REQUIREMENT: Among the records that follow, count the lines with the string "derive"; report only that count.

SUPPLIED MATERIAL:
□ □ □
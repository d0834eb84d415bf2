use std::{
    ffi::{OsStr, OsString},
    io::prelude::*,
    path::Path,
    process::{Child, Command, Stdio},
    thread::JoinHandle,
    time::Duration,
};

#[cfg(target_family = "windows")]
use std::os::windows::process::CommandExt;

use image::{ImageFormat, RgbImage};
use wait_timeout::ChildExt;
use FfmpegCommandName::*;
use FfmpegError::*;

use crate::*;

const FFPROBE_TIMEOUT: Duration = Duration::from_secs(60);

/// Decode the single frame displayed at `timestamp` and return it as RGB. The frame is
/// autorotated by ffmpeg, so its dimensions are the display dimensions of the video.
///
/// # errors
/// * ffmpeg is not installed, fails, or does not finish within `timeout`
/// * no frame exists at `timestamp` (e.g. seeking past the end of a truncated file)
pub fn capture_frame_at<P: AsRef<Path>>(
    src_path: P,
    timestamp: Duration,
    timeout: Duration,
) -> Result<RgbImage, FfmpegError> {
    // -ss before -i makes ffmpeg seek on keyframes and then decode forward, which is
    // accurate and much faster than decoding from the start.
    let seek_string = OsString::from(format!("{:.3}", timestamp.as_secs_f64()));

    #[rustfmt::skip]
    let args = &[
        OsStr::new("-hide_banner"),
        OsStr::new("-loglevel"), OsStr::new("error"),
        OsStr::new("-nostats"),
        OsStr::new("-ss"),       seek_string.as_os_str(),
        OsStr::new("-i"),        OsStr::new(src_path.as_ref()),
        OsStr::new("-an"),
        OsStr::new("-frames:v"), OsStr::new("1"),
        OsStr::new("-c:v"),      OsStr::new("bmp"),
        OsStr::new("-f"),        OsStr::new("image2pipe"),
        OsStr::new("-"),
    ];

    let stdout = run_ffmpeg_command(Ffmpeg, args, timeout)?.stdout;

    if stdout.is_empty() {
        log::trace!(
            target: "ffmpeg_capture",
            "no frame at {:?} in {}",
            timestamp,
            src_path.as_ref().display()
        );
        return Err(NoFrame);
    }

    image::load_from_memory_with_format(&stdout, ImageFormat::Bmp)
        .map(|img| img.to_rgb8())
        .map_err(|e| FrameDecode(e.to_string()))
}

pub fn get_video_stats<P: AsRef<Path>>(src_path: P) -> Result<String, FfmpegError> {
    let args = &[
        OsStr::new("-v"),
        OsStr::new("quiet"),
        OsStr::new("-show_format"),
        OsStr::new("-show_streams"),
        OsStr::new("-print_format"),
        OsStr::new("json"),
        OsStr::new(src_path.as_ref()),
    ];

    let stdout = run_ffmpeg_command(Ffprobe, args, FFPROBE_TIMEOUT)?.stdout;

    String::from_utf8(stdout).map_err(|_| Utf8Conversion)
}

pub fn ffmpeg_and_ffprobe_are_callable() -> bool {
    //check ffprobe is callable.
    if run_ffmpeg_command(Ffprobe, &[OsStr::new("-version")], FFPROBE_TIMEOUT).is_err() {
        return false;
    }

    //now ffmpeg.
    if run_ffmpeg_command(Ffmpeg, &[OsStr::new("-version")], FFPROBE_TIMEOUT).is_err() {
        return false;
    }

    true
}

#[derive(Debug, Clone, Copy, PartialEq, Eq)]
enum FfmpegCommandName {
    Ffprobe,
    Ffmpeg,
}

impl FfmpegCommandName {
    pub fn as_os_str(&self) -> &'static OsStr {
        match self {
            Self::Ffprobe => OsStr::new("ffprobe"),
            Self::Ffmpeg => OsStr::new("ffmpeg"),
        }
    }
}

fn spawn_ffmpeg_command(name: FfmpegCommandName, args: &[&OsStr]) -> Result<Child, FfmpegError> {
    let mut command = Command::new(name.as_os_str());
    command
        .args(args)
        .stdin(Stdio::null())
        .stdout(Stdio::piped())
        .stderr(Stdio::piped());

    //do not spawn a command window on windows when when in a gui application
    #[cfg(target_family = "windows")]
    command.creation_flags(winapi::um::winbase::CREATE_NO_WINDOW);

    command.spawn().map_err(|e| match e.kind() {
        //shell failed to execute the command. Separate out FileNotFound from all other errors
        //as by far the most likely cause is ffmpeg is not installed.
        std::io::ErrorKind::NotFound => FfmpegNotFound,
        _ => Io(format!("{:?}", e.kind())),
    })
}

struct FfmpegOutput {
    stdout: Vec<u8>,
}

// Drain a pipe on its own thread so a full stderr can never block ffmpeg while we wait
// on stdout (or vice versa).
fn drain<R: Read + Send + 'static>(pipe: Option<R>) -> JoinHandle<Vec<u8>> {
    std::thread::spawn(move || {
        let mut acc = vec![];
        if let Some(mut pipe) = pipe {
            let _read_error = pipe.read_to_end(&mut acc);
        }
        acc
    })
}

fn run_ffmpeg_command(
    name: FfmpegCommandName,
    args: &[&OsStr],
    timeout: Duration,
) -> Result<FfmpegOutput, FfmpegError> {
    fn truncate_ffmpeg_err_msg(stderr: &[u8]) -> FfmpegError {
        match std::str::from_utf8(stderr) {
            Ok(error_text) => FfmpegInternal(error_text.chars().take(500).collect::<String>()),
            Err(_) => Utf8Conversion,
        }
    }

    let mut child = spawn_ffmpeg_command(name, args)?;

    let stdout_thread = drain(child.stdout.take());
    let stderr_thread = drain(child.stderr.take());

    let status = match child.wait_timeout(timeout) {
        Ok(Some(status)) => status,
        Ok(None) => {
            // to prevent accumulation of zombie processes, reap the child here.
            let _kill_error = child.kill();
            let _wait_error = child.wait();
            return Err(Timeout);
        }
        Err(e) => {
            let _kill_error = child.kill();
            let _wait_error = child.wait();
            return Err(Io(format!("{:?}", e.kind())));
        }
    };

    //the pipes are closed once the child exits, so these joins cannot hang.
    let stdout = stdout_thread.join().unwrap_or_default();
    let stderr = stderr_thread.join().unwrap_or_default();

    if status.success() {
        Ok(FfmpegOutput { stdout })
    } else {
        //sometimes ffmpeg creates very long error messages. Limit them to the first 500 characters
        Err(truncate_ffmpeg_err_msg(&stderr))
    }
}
□ □ □
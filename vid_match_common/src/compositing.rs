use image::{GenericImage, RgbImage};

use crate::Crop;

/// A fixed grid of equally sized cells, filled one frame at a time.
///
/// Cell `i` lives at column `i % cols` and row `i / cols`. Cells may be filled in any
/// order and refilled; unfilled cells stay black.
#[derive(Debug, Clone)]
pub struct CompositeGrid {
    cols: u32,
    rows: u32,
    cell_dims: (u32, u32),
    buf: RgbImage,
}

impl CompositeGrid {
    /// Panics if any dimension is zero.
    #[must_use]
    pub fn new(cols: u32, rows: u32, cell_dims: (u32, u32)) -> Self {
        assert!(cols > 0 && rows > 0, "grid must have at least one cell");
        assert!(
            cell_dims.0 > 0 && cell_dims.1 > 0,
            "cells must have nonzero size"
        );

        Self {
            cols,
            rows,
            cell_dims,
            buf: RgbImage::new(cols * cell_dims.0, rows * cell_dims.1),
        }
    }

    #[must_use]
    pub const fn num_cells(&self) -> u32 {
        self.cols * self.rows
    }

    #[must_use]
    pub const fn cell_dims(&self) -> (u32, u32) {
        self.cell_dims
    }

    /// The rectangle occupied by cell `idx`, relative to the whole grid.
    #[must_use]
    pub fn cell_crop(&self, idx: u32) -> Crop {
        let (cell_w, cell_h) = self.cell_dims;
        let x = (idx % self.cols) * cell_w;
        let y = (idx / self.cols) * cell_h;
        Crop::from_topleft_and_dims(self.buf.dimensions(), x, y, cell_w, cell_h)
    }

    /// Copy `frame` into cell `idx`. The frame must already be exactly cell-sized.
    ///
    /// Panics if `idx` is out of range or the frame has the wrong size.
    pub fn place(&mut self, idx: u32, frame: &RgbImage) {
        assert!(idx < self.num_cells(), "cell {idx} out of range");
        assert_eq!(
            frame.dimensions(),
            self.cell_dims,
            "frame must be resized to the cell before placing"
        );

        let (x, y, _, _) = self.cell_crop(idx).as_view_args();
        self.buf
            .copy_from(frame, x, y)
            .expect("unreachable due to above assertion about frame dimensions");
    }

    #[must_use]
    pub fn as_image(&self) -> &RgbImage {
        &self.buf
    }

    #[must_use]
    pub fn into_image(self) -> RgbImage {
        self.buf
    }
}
□ □ □
WRITTEN ANSWER: 2